XHEFO-FM
- Chihuahua, Chihuahua; Mexico;
- Frequency: 92.5 MHz
- Branding: Súper 92.5

Programming
- Format: Romantic

Ownership
- Owner: Grupo Radiorama; (Radiodifusoras Unidas de Chihuahua, S.A.);
- Operator: Grupo Bustillos Radio

History
- First air date: November 22, 1965 (concession)

Technical information
- Licensing authority: CRT
- Class: B1
- ERP: 25,000 watts
- HAAT: 42.8 m (140 ft)
- Transmitter coordinates: 28°40′08″N 106°04′56″W﻿ / ﻿28.66889°N 106.08222°W

Links
- Website: super925.mx

= XHEFO-FM =

Radio station in Chihuahua, Chihuahua, Mexico

XHEFO-FM is a radio station in Chihuahua, Chihuahua, Mexico. Broadcasting on 92.5 FM, XHEFO is known as Súper 92.5.

==History==
XHEFO began operations in 1965 as XEFO-AM 680. It was owned by Francisco Luis Medina and operated by the Uranga family. Radiorama acquired XEFO in the 1980s. In 2004, it became the franchise of the W Radio news format. In 2007, it switched to Éxtasis Digital, an English-language adult contemporary format previously on XEHES-AM 1040.

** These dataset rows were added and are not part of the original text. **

//! Magnitude graph builder.
//!
//! A graph is a pure function of one cache snapshot: nodes are every cached
//! resource, edges are ownership (`ownerReferences`), namespace containment and
//! kind-specific references found by the [`ExtractorRegistry`]. Nothing here is
//! stored; each build starts from scratch.

#![forbid(unsafe_code)]

pub mod extract;

use std::collections::VecDeque;
use std::time::Instant;

use metrics::histogram;
use rustc_hash::{FxHashMap, FxHashSet};
use serde::{Deserialize, Serialize};
use tracing::debug;
use uuid::Uuid;

use magnitude_core::{split_api_version, ResourceIdentity, ResourceRecord};
use magnitude_store::CacheSnapshot;

pub use extract::{Extractor, ExtractorRegistry, GraphContext};

#[derive(Debug, Clone, Copy, PartialEq, Eq, Hash, PartialOrd, Ord, Serialize, Deserialize)]
#[serde(rename_all = "lowercase")]
pub enum RelationKind {
    Owns,
    References,
    Contains,
}

/// What a client needs to draw a node without fetching the record.
#[derive(Debug, Clone, PartialEq, Eq, Serialize, Deserialize)]
pub struct DisplayMetadata {
    pub label: String,
    pub kind: String,
    pub api_group: String,
    pub namespace: Option<String>,
    pub token: String,
    /// `status.phase` when present, `Terminating` while a deletion is pending.
    pub phase: Option<String>,
    pub labels: Vec<(String, String)>,
}

#[derive(Debug, Clone, PartialEq, Eq, Serialize, Deserialize)]
pub struct GraphNode {
    pub identity: ResourceIdentity,
    pub display: DisplayMetadata,
}

#[derive(Debug, Clone, PartialEq, Eq, Hash, PartialOrd, Ord, Serialize, Deserialize)]
pub struct GraphEdge {
    pub from: ResourceIdentity,
    pub to: ResourceIdentity,
    pub relation: RelationKind,
}

#[derive(Debug, Clone, Default, PartialEq, Eq, Serialize, Deserialize)]
pub struct Graph {
    /// Cache epoch the graph was built from.
    pub epoch: u64,
    pub nodes: Vec<GraphNode>,
    pub edges: Vec<GraphEdge>,
}

impl Graph {
    pub fn is_empty(&self) -> bool { self.nodes.is_empty() }

    pub fn node(&self, identity: &ResourceIdentity) -> Option<&GraphNode> {
        self.nodes.iter().find(|n| &n.identity == identity)
    }

    pub fn edges_from<'a>(&'a self, identity: &'a ResourceIdentity) -> impl Iterator<Item = &'a GraphEdge> + 'a {
        self.edges.iter().filter(move |e| &e.from == identity)
    }

    pub fn edges_to<'a>(&'a self, identity: &'a ResourceIdentity) -> impl Iterator<Item = &'a GraphEdge> + 'a {
        self.edges.iter().filter(move |e| &e.to == identity)
    }

    /// Subgraph of everything within `depth` hops of `center`, following edges in
    /// either direction. Empty when `center` is not in the graph.
    pub fn neighbourhood(&self, center: &ResourceIdentity, depth: usize) -> Graph {
        if self.node(center).is_none() {
            return Graph { epoch: self.epoch, ..Graph::default() };
        }
        let mut adjacent: FxHashMap<&ResourceIdentity, Vec<&ResourceIdentity>> = FxHashMap::default();
        for e in &self.edges {
            adjacent.entry(&e.from).or_default().push(&e.to);
            adjacent.entry(&e.to).or_default().push(&e.from);
        }
        let mut seen: FxHashSet<&ResourceIdentity> = FxHashSet::default();
        seen.insert(center);
        let mut queue = VecDeque::from([(center, 0usize)]);
        while let Some((id, d)) = queue.pop_front() {
            if d == depth {
                continue;
            }
            for next in adjacent.get(id).into_iter().flatten() {
                if seen.insert(*next) {
                    queue.push_back((*next, d + 1));
                }
            }
        }
        Graph {
            epoch: self.epoch,
            nodes: self.nodes.iter().filter(|n| seen.contains(&n.identity)).cloned().collect(),
            edges: self.edges.iter().filter(|e| seen.contains(&e.from) && seen.contains(&e.to)).cloned().collect(),
        }
    }
}

/// Builds graphs from snapshots using a fixed extractor registry.
#[derive(Clone, Default)]
pub struct GraphBuilder {
    registry: ExtractorRegistry,
}

impl GraphBuilder {
    pub fn new() -> Self { Self::default() }

    pub fn with_registry(registry: ExtractorRegistry) -> Self { Self { registry } }

    pub fn registry_mut(&mut self) -> &mut ExtractorRegistry { &mut self.registry }

    pub fn build(&self, snapshot: &CacheSnapshot) -> Graph {
        let t0 = Instant::now();
        let ctx = GraphContext::new(snapshot);
        let nodes: Vec<GraphNode> = snapshot
            .iter()
            .map(|r| GraphNode { identity: r.identity.clone(), display: display_of(r) })
            .collect();

        let mut edges: Vec<GraphEdge> = Vec::new();
        for rec in snapshot.iter() {
            for parent in owners_of(rec, &ctx) {
                edges.push(GraphEdge { from: parent, to: rec.identity.clone(), relation: RelationKind::Owns });
            }
            if let Some(ns) = rec.identity.namespace_identity() {
                edges.push(GraphEdge { from: ns, to: rec.identity.clone(), relation: RelationKind::Contains });
            }
            for target in self.registry.extract(rec, &ctx) {
                edges.push(GraphEdge { from: rec.identity.clone(), to: target, relation: RelationKind::References });
            }
        }
        let total = edges.len();
        edges.retain(|e| e.from != e.to && snapshot.contains(&e.from) && snapshot.contains(&e.to));
        edges.sort();
        edges.dedup();

        let took = t0.elapsed();
        histogram!("graph_build_ms", took.as_secs_f64() * 1000.0);
        debug!(
            epoch = snapshot.epoch(),
            nodes = nodes.len(),
            edges = edges.len(),
            dropped = total.saturating_sub(edges.len()),
            took_ms = %took.as_millis(),
            "graph built"
        );
        Graph { epoch: snapshot.epoch(), nodes, edges }
    }
}

fn display_of(rec: &ResourceRecord) -> DisplayMetadata {
    let id = &rec.identity;
    let label = match &id.namespace {
        Some(ns) => format!("{}/{}", ns, id.name),
        None => id.name.clone(),
    };
    let terminating = rec.metadata().map(|m| m.contains_key("deletionTimestamp")).unwrap_or(false);
    let phase = if terminating {
        Some("Terminating".to_string())
    } else {
        rec.status.get("phase").and_then(|p| p.as_str()).map(str::to_string)
    };
    DisplayMetadata {
        label,
        kind: id.kind.clone(),
        api_group: id.api_group.clone(),
        namespace: id.namespace.clone(),
        token: rec.token.to_string(),
        phase,
        labels: rec.labels().into_iter().collect(),
    }
}

/// Owners named by `metadata.ownerReferences`, resolved by uid when the owner is
/// cached, otherwise by (group, kind, name) in the child's namespace and then at
/// cluster scope.
fn owners_of(rec: &ResourceRecord, ctx: &GraphContext<'_>) -> Vec<ResourceIdentity> {
    let Some(refs) = rec.metadata().and_then(|m| m.get("ownerReferences")).and_then(|o| o.as_array()) else {
        return Vec::new();
    };
    let mut out = Vec::with_capacity(refs.len());
    for r in refs {
        if let Some(found) = r.get("uid").and_then(|u| u.as_str()).and_then(|u| Uuid::parse_str(u).ok()).and_then(|uid| ctx.by_uid(uid.as_bytes())) {
            out.push(found.clone());
            continue;
        }
        let kind = r.get("kind").and_then(|x| x.as_str()).unwrap_or("");
        let name = r.get("name").and_then(|x| x.as_str()).unwrap_or("");
        if kind.is_empty() || name.is_empty() {
            continue;
        }
        let (group, _version) = split_api_version(r.get("apiVersion").and_then(|x| x.as_str()).unwrap_or(""));
        let namespaced = ResourceIdentity::new(group, kind, rec.identity.namespace.as_deref(), name);
        if ctx.contains(&namespaced) {
            out.push(namespaced);
        } else {
            let cluster = ResourceIdentity::new(group, kind, None, name);
            if ctx.contains(&cluster) {
                out.push(cluster);
            }
        }
    }
    out
}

In 2011, XEFO started broadcasting on FM as XHEFO-FM 92.5. In 2017, XHEFO flipped to Súper, a pop format, when Grupo Audiorama Chihuahua replaced Radiorama as the operator of XHEFO in its entrance into Chihuahua. The station broke from Audiorama in late 2018, by which time the format had evolved in a romantic direction with the new operator being Grupo Bustillos Radio.